- Born: 27 October 1912 Clifton, Bristol
- Died: 22 November 1983 (aged 71)
- Education: Clifton College
- Occupation: Maritime historian
- Spouse: Elsie Farr
- Writing career
- Language: English
- Period: 1935–1983
- Subjects: History of ships, shipping and lifeboats
- Notable works: Records of Bristol Ships, 1800–1838 (Bristol, 1950) Somerset Harbours, including the Port of Bristol (London, 1954) West Country passenger steamers (Second, revised, edition, Prescot, 1967).

= Grahame Farr =

British maritime historian

Grahame Edgar Farr (27 October 1912 – 22 November 1983) was a British maritime historian, specialising in the history of ships and shipping in the south-west of England from the eighteenth century onwards. He also wrote about the history of the lifeboat.

Farr was born, educated, lived and worked in Bristol; his interest in ships and shipping came from his father, and his upbringing in Bristol. Farr worked for a printing firm; his research and writing therefore had to be conducted in his spare time. Farr wrote many books on maritime history; the most notable being Records of Bristol Ships, 1800–1838; Somerset Harbours, including the Port of Bristol; and West Country passenger steamers. He archives are held by the National Maritime Museum and the Friends of Purton.

==Personal life==
Farr was born in Clifton, Bristol on 27 October 1912. His father was Edgar James Farr, who worked for the Bristol Steam Navigation Company for 50 years, starting as an office boy and finishing as an accountant. The Western Daily Press described Edgar Farr as "A well-known figure in Bristol shipping circles". Farr's interest in ships and shipping came from his father, and his upbringing in Bristol. Farr was educated in his hometown at Clifton College.

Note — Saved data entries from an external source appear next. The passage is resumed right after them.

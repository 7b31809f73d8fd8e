//! Handler trait and type erasure.
//!
//! # How async handlers are stored
//!
//! The router holds handlers of *different* types in one table, and every
//! middleware layer turns one handler into another. Both need a single
//! concrete type, so handlers are hidden behind the [`ErasedHandler`] trait
//! object:
//!
//! ```text
//! async fn test(ctx: Context, req: Request) -> Result<Response, Error>   ← user writes this
//!        ↓ app.handle(Method::GET, "v1", "/test", test, …)
//! test.into_boxed_handler()                                             ← Handler blanket impl
//!        ↓  stored as BoxedHandler = Arc<dyn ErasedHandler>
//! middleware.wrap(handler)                                              ← one layer per middleware
//!        ↓
//! handler.call(ctx, req) at request time                                ← one vtable dispatch per layer
//! ```

use std::future::Future;
use std::pin::Pin;
use std::sync::Arc;

use crate::context::Context;
use crate::error::Error;
use crate::request::Request;
use crate::response::{IntoResponse, Response};

/// A heap-allocated, type-erased future.
///
/// `Send + 'static` lets tokio move the future across worker threads.
pub type BoxFuture<T> = Pin<Box<dyn Future<Output = T> + Send + 'static>>;

/// What every handler and every middleware-wrapped handler resolves to.
pub type HandlerResult = Result<Response, Error>;

/// Dispatch interface shared by route handlers and middleware layers.
pub trait ErasedHandler {
    fn call(&self, ctx: Context, req: Request) -> BoxFuture<HandlerResult>;
}

/// A type-erased handler shared across concurrent requests.
pub type BoxedHandler = Arc<dyn ErasedHandler + Send + Sync + 'static>;

// ── Public Handler trait ──────────────────────────────────────────────────────

/// Implemented for every valid route handler.
///
/// You never implement this yourself. It is satisfied by any function or
/// closure with the shape:
///
/// ```text
/// async fn name(ctx: Context, req: Request) -> Result<impl IntoResponse, Error>
/// ```
///
/// The trait is **sealed**: only the blanket impl below can satisfy it.
pub trait Handler: private::Sealed + Send + Sync + 'static {
    fn into_boxed_handler(self) -> BoxedHandler;
}

mod private {
    pub trait Sealed {}
}

impl<F, Fut, R> private::Sealed for F
where
    F: Fn(Context, Request) -> Fut + Send + Sync + 'static,
    Fut: Future<Output = Result<R, Error>> + Send + 'static,
    R: IntoResponse + Send + 'static,
{
}

impl<F, Fut, R> Handler for F
where
    F: Fn(Context, Request) -> Fut + Send + Sync + 'static,
    Fut: Future<Output = Result<R, Error>> + Send + 'static,
    R: IntoResponse + Send + 'static,
{
    fn into_boxed_handler(self) -> BoxedHandler {
        Arc::new(FnHandler(self))
    }
}

// ── Concrete wrapper ──────────────────────────────────────────────────────────

/// Bridges a concrete handler `F` to the trait-object world.
struct FnHandler<F>(F);

impl<F, Fut, R> ErasedHandler for FnHandler<F>
where
    F: Fn(Context, Request) -> Fut + Send + Sync,
    Fut: Future<Output = Result<R, Error>> + Send + 'static,
    R: IntoResponse + Send + 'static,
{
    fn call(&self, ctx: Context, req: Request) -> BoxFuture<HandlerResult> {
        let fut = (self.0)(ctx.clone(), req);
        Box::pin(async move {
            let response = fut.await?.into_response();
            // The response leaving this layer is the one the client gets,
            // whatever inner layers recorded.
            ctx.replace_status(response.status_code());
            Ok(response)
        })
    }
}

#[cfg(test)]
mod tests {
    use std::net::SocketAddr;

    use bytes::Bytes;
    use http::StatusCode;

    use super::*;
    use crate::response::respond;

    fn request() -> Request {
        let addr: SocketAddr = "127.0.0.1:1".parse().unwrap();
        Request::from_http(http::Request::new(Bytes::new()), addr)
    }

    #[tokio::test]
    async fn returned_response_decides_the_status() {
        let handler = (|ctx: Context, _req: Request| async move {
            let _draft = respond(&ctx, &"draft", StatusCode::CREATED)?;
            Ok::<_, Error>(Response::text("final"))
        })
        .into_boxed_handler();

        let ctx = Context::new();
        let res = handler.call(ctx.clone(), request()).await.unwrap();

        assert_eq!(res.status_code(), StatusCode::OK);
        assert_eq!(ctx.status(), Some(StatusCode::OK));
    }

    #[tokio::test]
    async fn plain_values_record_their_status() {
        let handler = (|_ctx: Context, _req: Request| async { Ok::<_, Error>(StatusCode::NO_CONTENT) })
            .into_boxed_handler();

        let ctx = Context::new();
        handler.call(ctx.clone(), request()).await.unwrap();
        assert_eq!(ctx.status(), Some(StatusCode::NO_CONTENT));
    }
}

Prior to the Second World War, Farr married a governess named Elsie. Their son Michael was born in Bristol on 18 November 1938. Before Michael's first birthday, Farr enlisted in the British army. While Farr served in the military, his wife and son lived in a house near the Avonmouth Docks in Bristol. To protect themselves when Germans bombed their town, Elsie and Michael stayed in a steel shelter in their dining room. In 1942, Elsie and Michael moved to a cottage owned by her employers in the village of Temple Cloud, where there was less likelihood of being bombed. In 1945, they visited family in Scotland. The family—Grahame, Elsie, and Michael—returned to their home in Bristol in July 1945.

==Career==
On leaving Clifton College, Farr worked for a printing firm in Bristol, where he stayed for the whole of his professional life, apart from his war service. Farr's research and writing had to be conducted in his spare time.

During the Second World War, Farr served with the Royal Army Service Corps (RASC), being made Second Lieutenant on 23 November 1940. By 1944 he was a War Substantive Lieutenant. His war service took him to Kenya, Madagascar and Ceylon.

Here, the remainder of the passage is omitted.